-- AVAILABLE DATA follows --

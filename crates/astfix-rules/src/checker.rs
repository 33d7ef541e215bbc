//! Read-only rule traversal.

use std::path::PathBuf;

use astfix_core::{
    node_line, AstNode, Config, FileContext, LintRuleBox, Location, LogSink, RuleLevel, Suggestion,
    Verdict, Violation,
};

use crate::presets::lint_rules;

/// Characters of node text shown in the per-node debug line.
const DEBUG_TEXT_LIMIT: usize = 20;

/// Walks a tree in pre-order, applying every enabled [`LintRule`](astfix_core::LintRule).
///
/// Findings are logged at their configured level and collected as
/// [`Violation`]s. Attach a [`FileContext`] to get real line/column
/// locations.
pub struct Checker<'a> {
    config: &'a Config,
    rules: Vec<LintRuleBox>,
    sink: &'a mut dyn LogSink,
    file: Option<&'a FileContext<'a>>,
    violations: Vec<Violation>,
}

impl<'a> Checker<'a> {
    /// Creates a checker running the built-in rules.
    #[must_use]
    pub fn new(config: &'a Config, sink: &'a mut dyn LogSink) -> Self {
        Self::with_rules(config, sink, lint_rules())
    }

    /// Creates a checker running `rules`.
    #[must_use]
    pub fn with_rules(
        config: &'a Config,
        sink: &'a mut dyn LogSink,
        rules: Vec<LintRuleBox>,
    ) -> Self {
        Self {
            config,
            rules,
            sink,
            file: None,
            violations: Vec::new(),
        }
    }

    /// Attaches the file the tree was parsed from.
    #[must_use]
    pub fn with_file(mut self, file: &'a FileContext<'a>) -> Self {
        self.file = Some(file);
        self
    }

    /// Checks `node` and its descendants.
    ///
    /// Returns true if `node` or any descendant violates an enabled rule.
    /// When a rule halts on a node, its children are not visited.
    pub fn check(&mut self, node: &AstNode, depth: usize) -> bool {
        if self.config.verbosity.is_debug() {
            self.sink
                .debug(&node_line(node, depth, Some(DEBUG_TEXT_LIMIT)));
        }

        let mut has_violation = false;
        for index in 0..self.rules.len() {
            let level = self.config.level(self.rules[index].name());
            if !level.is_enabled() {
                continue;
            }
            match self.rules[index].check(node) {
                Verdict::Clean => {}
                Verdict::Violated(message) => {
                    self.report(index, level, node, &message);
                    has_violation = true;
                }
                Verdict::Halt => return has_violation,
            }
        }

        for child in node.children() {
            if self.check(child, depth + 1) {
                has_violation = true;
            }
        }
        has_violation
    }

    fn report(&mut self, index: usize, level: RuleLevel, node: &AstNode, message: &str) {
        let Some(severity) = level.severity() else {
            return;
        };
        let rule = &self.rules[index];
        let location = match self.file {
            Some(file) => file.location(node.span()),
            None => Location::new(PathBuf::new(), 1, 1)
                .with_span(node.span().start, node.span().len()),
        };

        let line = if self.file.is_some() {
            format!(
                "{}:{}:{}: [{}] {message}",
                location.file.display(),
                location.line,
                location.column,
                rule.name()
            )
        } else {
            format!("[{}] {message}", rule.name())
        };

        let mut violation = Violation::new(rule.code(), rule.name(), severity, location, message);
        if let Some(hint) = rule.suggestion() {
            violation = violation.with_suggestion(Suggestion::new(hint));
        }
        self.violations.push(violation);

        match level {
            RuleLevel::Error => self.sink.error(&line),
            RuleLevel::Warn => self.sink.warn(&line),
            RuleLevel::Off => {}
        }
    }

    /// Violations found so far.
    #[must_use]
    pub fn violations(&self) -> &[Violation] {
        &self.violations
    }

    /// Consumes the checker, returning the violations found.
    #[must_use]
    pub fn into_violations(self) -> Vec<Violation> {
        self.violations
    }
}

/// Checks `node` and its descendants with the built-in rules.
///
/// Returns true if any enabled rule is violated. `depth` only indents the
/// debug lines.
pub fn check(node: &AstNode, depth: usize, config: &Config, sink: &mut dyn LogSink) -> bool {
    Checker::new(config, sink).check(node, depth)
}

#[cfg(test)]
mod tests {
    use super::*;
    use astfix_core::{kind, Level, MemorySink, Severity, Verbosity};

    fn derived_class(first_call: &str) -> AstNode {
        let call = AstNode::new(kind::CALL_EXPRESSION, first_call);
        let statement = AstNode::new(kind::EXPRESSION_STATEMENT, format!("{first_call};"))
            .with_child(call);
        let body = AstNode::new(kind::BLOCK, "{}").with_child(statement);
        let ctor = AstNode::new(kind::CONSTRUCTOR, "constructor() {}").with_child(body);
        AstNode::new(kind::CLASS_DECLARATION, "class Dog extends Animal {}").with_children(vec![
            AstNode::new(kind::IDENTIFIER, "Dog"),
            AstNode::new(kind::HERITAGE_CLAUSE, "extends Animal"),
            ctor,
        ])
    }

    fn file(children: Vec<AstNode>) -> AstNode {
        AstNode::new(kind::SOURCE_FILE, "").with_children(children)
    }

    fn config(level: RuleLevel) -> Config {
        Config::new().with_rule("call-super-in-constructor", level)
    }

    #[test]
    fn clean_class_reports_nothing() {
        let root = file(vec![derived_class("super(name)")]);
        let mut sink = MemorySink::new();
        assert!(!check(&root, 0, &config(RuleLevel::Error), &mut sink));
        assert!(sink.lines.is_empty());
    }

    #[test]
    fn violation_logs_error_once() {
        let root = file(vec![derived_class("init()")]);
        let mut sink = MemorySink::new();
        assert!(check(&root, 0, &config(RuleLevel::Error), &mut sink));
        assert_eq!(sink.count(Level::Error), 1);
        assert_eq!(sink.count(Level::Warn), 0);
        assert_eq!(
            sink.at(Level::Error),
            vec!["[call-super-in-constructor] Constructor should call super() but does not"]
        );
    }

    #[test]
    fn violation_logs_warning_when_warn() {
        let root = file(vec![derived_class("init()")]);
        let mut sink = MemorySink::new();
        assert!(check(&root, 0, &config(RuleLevel::Warn), &mut sink));
        assert_eq!(sink.count(Level::Warn), 1);
        assert_eq!(sink.count(Level::Error), 0);
    }

    #[test]
    fn off_suppresses_check() {
        let root = file(vec![derived_class("init()")]);
        let mut sink = MemorySink::new();
        assert!(!check(&root, 0, &config(RuleLevel::Off), &mut sink));
        assert!(!check(&root, 0, &Config::new(), &mut sink));
        assert!(sink.lines.is_empty());
    }

    #[test]
    fn violations_propagate_from_nested_classes() {
        let outer = AstNode::new(kind::BLOCK, "{}").with_child(derived_class("init()"));
        let root = file(vec![derived_class("super()"), outer]);
        let mut sink = MemorySink::new();
        assert!(check(&root, 0, &config(RuleLevel::Error), &mut sink));
    }

    #[test]
    fn halt_skips_descendants() {
        // A derived class without a constructor hides a violating nested class.
        let nested = derived_class("init()");
        let holder = AstNode::new(kind::PROPERTY_DECLARATION, "inner = class {}").with_child(nested);
        let class = AstNode::new(kind::CLASS_DECLARATION, "class A extends B {}").with_children(vec![
            AstNode::new(kind::HERITAGE_CLAUSE, "extends B"),
            holder,
        ]);
        let root = file(vec![class]);

        let cfg = config(RuleLevel::Error).with_verbosity(Verbosity::Debug);
        let mut sink = MemorySink::new();
        assert!(!check(&root, 0, &cfg, &mut sink));
        assert_eq!(sink.count(Level::Error), 0);
        // Only the file and the halted class were visited.
        assert_eq!(sink.count(Level::Debug), 2);
    }

    #[test]
    fn debug_lines_are_pre_order_and_truncated() {
        let root = file(vec![derived_class("super()")]);
        let cfg = config(RuleLevel::Off).with_verbosity(Verbosity::Debug);
        let mut sink = MemorySink::new();
        check(&root, 0, &cfg, &mut sink);

        let lines = sink.at(Level::Debug);
        assert_eq!(lines.len(), root.node_count());
        assert_eq!(lines[0], "Kind: SourceFile, Text: ");
        assert_eq!(lines[1], "  Kind: ClassDeclaration, Text: class Dog extends An");
        assert_eq!(lines[2], "    Kind: Identifier, Text: Dog");
        assert!(lines[4].starts_with("    Kind: Constructor"));
        assert!(lines[5].starts_with("      Kind: Block"));
    }

    #[test]
    fn normal_verbosity_emits_no_debug_lines() {
        let root = file(vec![derived_class("super()")]);
        let mut sink = MemorySink::new();
        check(&root, 0, &config(RuleLevel::Error), &mut sink);
        assert_eq!(sink.count(Level::Debug), 0);
    }

    #[test]
    fn collects_violations_with_file_locations() {
        use astfix_core::Span;
        use std::path::Path;

        let source = "\nclass Dog extends Animal {}";
        let class = derived_class("init()").with_span(Span::new(1, source.len()));
        let root = file(vec![class]);
        let ctx = FileContext::new(Path::new("/p/dog.ts"), source, Path::new("/p"));

        let cfg = config(RuleLevel::Warn);
        let mut sink = MemorySink::new();
        let mut checker = Checker::new(&cfg, &mut sink).with_file(&ctx);
        assert!(checker.check(&root, 0));

        let violations = checker.into_violations();
        assert_eq!(violations.len(), 1);
        let v = &violations[0];
        assert_eq!(v.code, "TS001");
        assert_eq!(v.severity, Severity::Warning);
        assert_eq!((v.location.line, v.location.column), (2, 1));
        assert!(v.suggestion.is_some());
        assert_eq!(
            sink.at(Level::Warn),
            vec!["dog.ts:2:1: [call-super-in-constructor] Constructor should call super() but does not"]
        );
    }
}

-- AVAILABLE DATA concluded --

> THE PROBLEM
Your reply should be only the number of lines in the preceding data that include the word "built".

> OUTPUT OF THE EXERCISE
2